An alternative technique to guide resuscitation efforts should be accurate, safe, rapid, and easy to perform at the bedside, while providing real‐time measurement results. We hypothesized that CVP can be accurately assessed using noninvasive ultrasound imaging of the internal jugular vein, since jugular venous pressure is essentially equal to CVP.7 Specifically, our study estimated the diagnostic accuracy of ultrasound measurement of the aspect ratio (height/width) of the internal jugular vein compared with the invasively measured CVP target for EGDT. We expected that a lower aspect ratio would correlate with a lower CVP and a higher aspect ratio would correlate with a higher CVP.
Methods
Volunteers were enrolled at Saint Mary's Hospital (Mayo Clinic) in Rochester, MN, from January to March 2006, and patients were enrolled at Saint Mary's Hospital and at Abbott Northwestern Hospital (Allina Hospitals and Clinics) in Minneapolis, MN, from May 2006 to October 2007. The study was approved by the Institutional Review Boards of Mayo Clinic and Allina and had 2 phases. The first phase comprised ultrasound measurements of internal jugular vein aspect ratio and determination of intraobserver and interobserver agreement in healthy volunteers. The second phase involved measurement of internal jugular vein aspect ratio and invasive CVP in a convenience sample of 44 spontaneously breathing patients admitted to medical intensive care units: 9 patients at Saint Marys Hospital and 35 patients at Abbott Northwestern Hospital. Patients were enrolled only when study members were on duty in the intensive care unit and able to perform study measurements. As a result, a high proportion of patients who may have been eligible were not asked to participate.
Each volunteer was deemed euvolemic on the basis of normal orthostatic measurements and normal oral intake with no vomiting or diarrhea in the previous 5 days. Measurements of 19 volunteers were made by 1 author (A.S.K.), with subsequent measurements of 15 of the volunteers made by another author (O.G.) to determine interobserver variability; 4 participants did not undergo a second measurement because of scheduling conflicts.

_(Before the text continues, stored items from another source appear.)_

//! Box resolution - turns a committed line claim into box ownership.
//!
//! This is the sole authority on whether a move earns another turn: a side
//! moves again exactly when its claim closed at least one box.

use arrayvec::ArrayVec;

use crate::core::Board;
use crate::types::{Line, Side};

/// The result of one committed move, consumed by the turn controller and
/// the renderer.
#[derive(Debug, Clone, PartialEq, Eq)]
pub struct MoveReport {
    /// The line that was claimed.
    pub line: Line,
    /// Who claimed it.
    pub side: Side,
    /// The boxes this claim closed (0, 1, or 2), in adjacency order.
    pub boxes: ArrayVec<(u8, u8), 2>,
}

impl MoveReport {
    /// True iff the mover keeps the turn.
    pub fn completed_box(&self) -> bool {
        !self.boxes.is_empty()
    }
}

/// Attribute every box closed by `line` to `side`.
///
/// `line` must already be claimed on the board; resolution never claims
/// lines itself.
pub fn resolve_move(board: &mut Board, line: Line, side: Side) -> MoveReport {
    let boxes = board.boxes_completed_by(line);
    board.apply_box_ownership(&boxes, side);
    MoveReport { line, side, boxes }
}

Inclusion and exclusion criteria for the critically ill patients are provided in Table 1. Recruitment was based on presenting symptoms and test results that led the intensive care unit physicians to decide to place a CVP monitor. All the enrolled patients had invasive CVP measurement performed approximately 30 to 40 minutes after ultrasound measurement of the internal jugular vein; this delay was the time required to place the central line and obtain the measurement. All patients who were invited to participate in the study were included. No patients were excluded on the basis of the exclusion criteria or because of inability to place a central line. No complications related to central line placement occurred.
Inclusion criteria |
1. Aged 18 years or older |
2. Admission to the intensive care unit |
3. Spontaneously breathing (not intubated/ventilated) |
4. Planned insertion of a central venous pressure monitor for therapy |
Exclusion criteria |
1. Known cervical spine injuries or fusion |
2. Nonremovable cervical collars |
3. Surgical dressings that would prevent visualization of the internal jugular vein |
4. Inability of the patient to be properly positioned |
5. A code situation |
We followed a prescribed measurement technique (Table 2) to determine the internal jugular vein aspect ratio in all volunteers and patients. Measurements of the volunteers were made with a Site‐Rite 3 Ultrasound System (Bard Access Systems, Inc., Salt Lake City, UT) using a 9.0‐MHz transducer. Measurements of the critically ill patients were made with a SonoSite MicroMaxx ultrasound system (SonoSite, Inc., Bothell, WA) using a 10.5‐MHz transducer. Study team physicians initially were blinded to actual measured CVP. Internal jugular vein aspect ratio and CVP were measured at tidal volume end‐expiration for all patients. One measurement was obtained for each patient, with measurements being made by 1 of 4 physicians (2 intensivists, 1 critical care fellow, and 1 chief medicine resident). With no specific ultrasound training and with only minimal practice, the physicians could obtain the optimal aspect ratio within a few seconds (Figure 1).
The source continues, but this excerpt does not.